Where are we headed? Are we committed to the creation of an Orwellian surveillance culture in which corporations, universities, and government bureaucracies determine the private lives of adults? Do we now expect people to sign contracts stipulating that they will “disclose” any private relations with other persons within the organization—and even “report” (“inform”? “snitch”?) suspected behaviors of colleagues engaging in such relationships?

Here again, I have no pat answers. Only the conviction that the questions must be posed—and pondered.

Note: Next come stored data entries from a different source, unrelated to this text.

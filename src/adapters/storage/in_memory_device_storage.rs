//! In-Memory Device Storage Adapter
//!
//! Keeps documents in a map. Useful for testing and for simulating several
//! devices in one process.

use std::collections::HashMap;
use std::sync::{Arc, RwLock};

use crate::ports::{DeviceStorage, StorageError};

/// In-memory document storage.
///
/// Clones share the same map.
#[derive(Debug, Clone, Default)]
pub struct InMemoryDeviceStorage {
    documents: Arc<RwLock<HashMap<String, String>>>,
    fail_writes: Arc<RwLock<bool>>,
}

impl InMemoryDeviceStorage {
    /// Create an empty storage.
    pub fn new() -> Self {
        Self::default()
    }

    /// Create a storage holding `value` under `key`.
    pub fn with_document(self, key: impl Into<String>, value: impl Into<String>) -> Self {
        self.documents
            .write()
            .unwrap_or_else(|e| e.into_inner())
            .insert(key.into(), value.into());
        self
    }

    /// Makes every following write fail (for error testing).
    pub fn set_fail_writes(&self, fail: bool) {
        *self.fail_writes.write().unwrap_or_else(|e| e.into_inner()) = fail;
    }

    /// Raw document under `key`, bypassing the port.
    pub fn document(&self, key: &str) -> Option<String> {
        self.documents
            .read()
            .unwrap_or_else(|e| e.into_inner())
            .get(key)
            .cloned()
    }
}

impl DeviceStorage for InMemoryDeviceStorage {
    fn read(&self, key: &str) -> Result<Option<String>, StorageError> {
        Ok(self.document(key))
    }

    fn write(&self, key: &str, value: &str) -> Result<(), StorageError> {
        if *self.fail_writes.read().unwrap_or_else(|e| e.into_inner()) {
            return Err(StorageError::Io("device storage is full".to_string()));
        }
        self.documents
            .write()
            .unwrap_or_else(|e| e.into_inner())
            .insert(key.to_string(), value.to_string());
        Ok(())
    }
}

Whatever our thinking about those elephantine enigmas in the room, AWMFS is likely to be with us for the foreseeable future. The rapidly shifting cultural norms generated by Big Tech, by vicious political gridlock, by BLM, and above all by #MeToo have resulted in a denial of and from reality, with many wealthy, powerful, and aging white males living in a dream world that bears only a glancing relation to what is happening “in real time,” as we now say. The repeated, cumulative shocks—the shock of potential 24/7 technological surveillance and invasiveness, the shock of political enemies hovering like vultures, the shock of “dethronement” by onetime subordinates—have estranged them from themselves as well as their surroundings. Many AWMs are not only not ready for the future: they are not even ready for the present.


John Rodden has taught at the University of Virginia and the University of Texas at Austin.